- **Collected data**

//! Impact Analyzer (§4.8): a completed Run in, a structured assessment
//! out. Reuses `sim_core::metrics::stability_score` so this always agrees
//! with the number the Driver already put in `Run.summary`.

use std::collections::BTreeMap;

use sim_core::SimError;
use sim_domain::{Run, RunStatus};

#[derive(Debug, Clone, Copy, PartialEq, Eq, serde::Serialize, serde::Deserialize)]
pub enum OverallImpact {
    Minimal,
    Moderate,
    Severe,
    Critical,
}

#[derive(Debug, Clone, Copy, PartialEq, Eq, serde::Serialize, serde::Deserialize)]
pub enum ImpactType {
    Direct,
    Propagated,
}

#[derive(Debug, Clone, Copy, PartialEq, Eq, serde::Serialize, serde::Deserialize)]
pub enum Urgency {
    Low,
    Medium,
    High,
    Critical,
}

#[derive(Debug, Clone, PartialEq, serde::Serialize, serde::Deserialize)]
pub struct AffectedEntity {
    pub uri: String,
    pub impact_type: ImpactType,
    pub event_types: Vec<String>,
    pub time_to_impact: i64,
}

#[derive(Debug, Clone, PartialEq, serde::Serialize, serde::Deserialize)]
pub struct AlternativeAction {
    pub recommendation: String,
    pub urgency: Urgency,
}

#[derive(Debug, Clone, PartialEq, serde::Serialize, serde::Deserialize)]
pub struct ImpactReport {
    pub overall_impact: OverallImpact,
    pub risk_score: f64,
    pub affected_entities: Vec<AffectedEntity>,
    pub critical_path: Vec<String>,
    pub alternative_actions: Vec<AlternativeAction>,
}

fn overall_impact(stability: f64) -> OverallImpact {
    if stability > 0.8 {
        OverallImpact::Minimal
    } else if stability > 0.6 {
        OverallImpact::Moderate
    } else if stability > 0.3 {
        OverallImpact::Severe
    } else {
        OverallImpact::Critical
    }
}

fn urgency(risk_score: f64) -> Urgency {
    if risk_score > 0.8 {
        Urgency::Critical
    } else if risk_score > 0.6 {
        Urgency::High
    } else if risk_score > 0.3 {
        Urgency::Medium
    } else {
        Urgency::Low
    }
}

/// Walks the run's event log once, folding direct/propagated touches per
/// URI in log order so `time_to_impact` is the step of first touch.
fn affected_entities(run: &Run) -> Vec<AffectedEntity> {
    let mut order: Vec<String> = Vec::new();
    let mut entries: BTreeMap<String, AffectedEntity> = BTreeMap::new();

    for log in &run.events_log {
        let mut touch = |uri: &str, event_type: &str, step: i64, direct: bool| {
            let entry = entries.entry(uri.to_string()).or_insert_with(|| {
                order.push(uri.to_string());
                AffectedEntity { uri: uri.to_string(), impact_type: ImpactType::Propagated, event_types: Vec::new(), time_to_impact: step }
            });
            if direct {
                entry.impact_type = ImpactType::Direct;
            }
            if !entry.event_types.iter().any(|t| t == event_type) {
                entry.event_types.push(event_type.to_string());
            }
        };

        // Synthetic entries (`system.failure`, `run.cancelled`) carry an
        // empty target and name no entity. Deferred-propagation entries
        // (`*.propagation.deferred`) record a delayed rule firing, not a
        // direct dispatch, so their target is propagated, not direct.
        let is_synthetic = log.target.is_empty();
        let is_deferred_propagation = log.event_type.ends_with(".propagation.deferred");
        if !is_synthetic {
            touch(&log.target, &log.event_type, log.step, !is_deferred_propagation);
        }
        for target in &log.propagated_targets {
            touch(target, &log.event_type, log.step, false);
        }
    }

    order.into_iter().map(|uri| entries.remove(&uri).unwrap()).collect()
}

/// Pure function over an already-finalized Run; `InvalidRunState` if the
/// run hasn't completed (§4.8).
pub fn analyze(run: &Run) -> Result<ImpactReport, SimError> {
    if run.status != RunStatus::Completed {
        return Err(SimError::InvalidRunState(format!("impact analysis requires a completed run, got {:?}", run.status)));
    }
    let summary = run.summary.as_ref().ok_or_else(|| SimError::InvalidRunState("completed run is missing its summary".to_string()))?;

    let stability = summary.stability_score;
    let risk_score = (1.0 - stability).clamp(0.0, 1.0);

    Ok(ImpactReport { overall_impact: overall_impact(stability),
                       risk_score,
                       affected_entities: affected_entities(run),
                       critical_path: summary.bottlenecks.clone(),
                       alternative_actions: summary.recommendations.iter().map(|r| AlternativeAction { recommendation: r.clone(), urgency: urgency(risk_score) }).collect() })
}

- **TASK BRIEF**
Every record, from top to bottom, must be transcribed exactly.

- **EXPECTED ANSWER**
//! Impact Analyzer (§4.8): a completed Run in, a structured assessment
//! out. Reuses `sim_core::metrics::stability_score` so this always agrees
//! with the number the Driver already put in `Run.summary`.

use std::collections::BTreeMap;

use sim_core::SimError;
use sim_domain::{Run, RunStatus};

#[derive(Debug, Clone, Copy, PartialEq, Eq, serde::Serialize, serde::Deserialize)]
pub enum OverallImpact {
    Minimal,
    Moderate,
    Severe,
    Critical,
}

#[derive(Debug, Clone, Copy, PartialEq, Eq, serde::Serialize, serde::Deserialize)]
pub enum ImpactType {
    Direct,
    Propagated,
}

#[derive(Debug, Clone, Copy, PartialEq, Eq, serde::Serialize, serde::Deserialize)]
pub enum Urgency {
    Low,
    Medium,
    High,
    Critical,
}

#[derive(Debug, Clone, PartialEq, serde::Serialize, serde::Deserialize)]
pub struct AffectedEntity {
    pub uri: String,
    pub impact_type: ImpactType,
    pub event_types: Vec<String>,
    pub time_to_impact: i64,
}

#[derive(Debug, Clone, PartialEq, serde::Serialize, serde::Deserialize)]
pub struct AlternativeAction {
    pub recommendation: String,
    pub urgency: Urgency,
}

#[derive(Debug, Clone, PartialEq, serde::Serialize, serde::Deserialize)]
pub struct ImpactReport {
    pub overall_impact: OverallImpact,
    pub risk_score: f64,
    pub affected_entities: Vec<AffectedEntity>,
    pub critical_path: Vec<String>,
    pub alternative_actions: Vec<AlternativeAction>,
}

fn overall_impact(stability: f64) -> OverallImpact {
    if stability > 0.8 {
        OverallImpact::Minimal
    } else if stability > 0.6 {
        OverallImpact::Moderate
    } else if stability > 0.3 {
        OverallImpact::Severe
    } else {
        OverallImpact::Critical
    }
}

fn urgency(risk_score: f64) -> Urgency {
    if risk_score > 0.8 {
        Urgency::Critical
    } else if risk_score > 0.6 {
        Urgency::High
    } else if risk_score > 0.3 {
        Urgency::Medium
    } else {
        Urgency::Low
    }
}

/// Walks the run's event log once, folding direct/propagated touches per
/// URI in log order so `time_to_impact` is the step of first touch.
fn affected_entities(run: &Run) -> Vec<AffectedEntity> {
    let mut order: Vec<String> = Vec::new();
    let mut entries: BTreeMap<String, AffectedEntity> = BTreeMap::new();

    for log in &run.events_log {
        let mut touch = |uri: &str, event_type: &str, step: i64, direct: bool| {
            let entry = entries.entry(uri.to_string()).or_insert_with(|| {
                order.push(uri.to_string());
                AffectedEntity { uri: uri.to_string(), impact_type: ImpactType::Propagated, event_types: Vec::new(), time_to_impact: step }
            });
            if direct {
                entry.impact_type = ImpactType::Direct;
            }
            if !entry.event_types.iter().any(|t| t == event_type) {
                entry.event_types.push(event_type.to_string());
            }
        };

        // Synthetic entries (`system.failure`, `run.cancelled`) carry an
        // empty target and name no entity. Deferred-propagation entries
        // (`*.propagation.deferred`) record a delayed rule firing, not a
        // direct dispatch, so their target is propagated, not direct.
        let is_synthetic = log.target.is_empty();
        let is_deferred_propagation = log.event_type.ends_with(".propagation.deferred");
        if !is_synthetic {
            touch(&log.target, &log.event_type, log.step, !is_deferred_propagation);
        }
        for target in &log.propagated_targets {
            touch(target, &log.event_type, log.step, false);
        }
    }

    order.into_iter().map(|uri| entries.remove(&uri).unwrap()).collect()
}

/// Pure function over an already-finalized Run; `InvalidRunState` if the
/// run hasn't completed (§4.8).
pub fn analyze(run: &Run) -> Result<ImpactReport, SimError> {
    if run.status != RunStatus::Completed {
        return Err(SimError::InvalidRunState(format!("impact analysis requires a completed run, got {:?}", run.status)));
    }
    let summary = run.summary.as_ref().ok_or_else(|| SimError::InvalidRunState("completed run is missing its summary".to_string()))?;

    let stability = summary.stability_score;
    let risk_score = (1.0 - stability).clamp(0.0, 1.0);

    Ok(ImpactReport { overall_impact: overall_impact(stability),
                       risk_score,
                       affected_entities: affected_entities(run),
                       critical_path: summary.bottlenecks.clone(),
                       alternative_actions: summary.recommendations.iter().map(|r| AlternativeAction { recommendation: r.clone(), urgency: urgency(risk_score) }).collect() })
}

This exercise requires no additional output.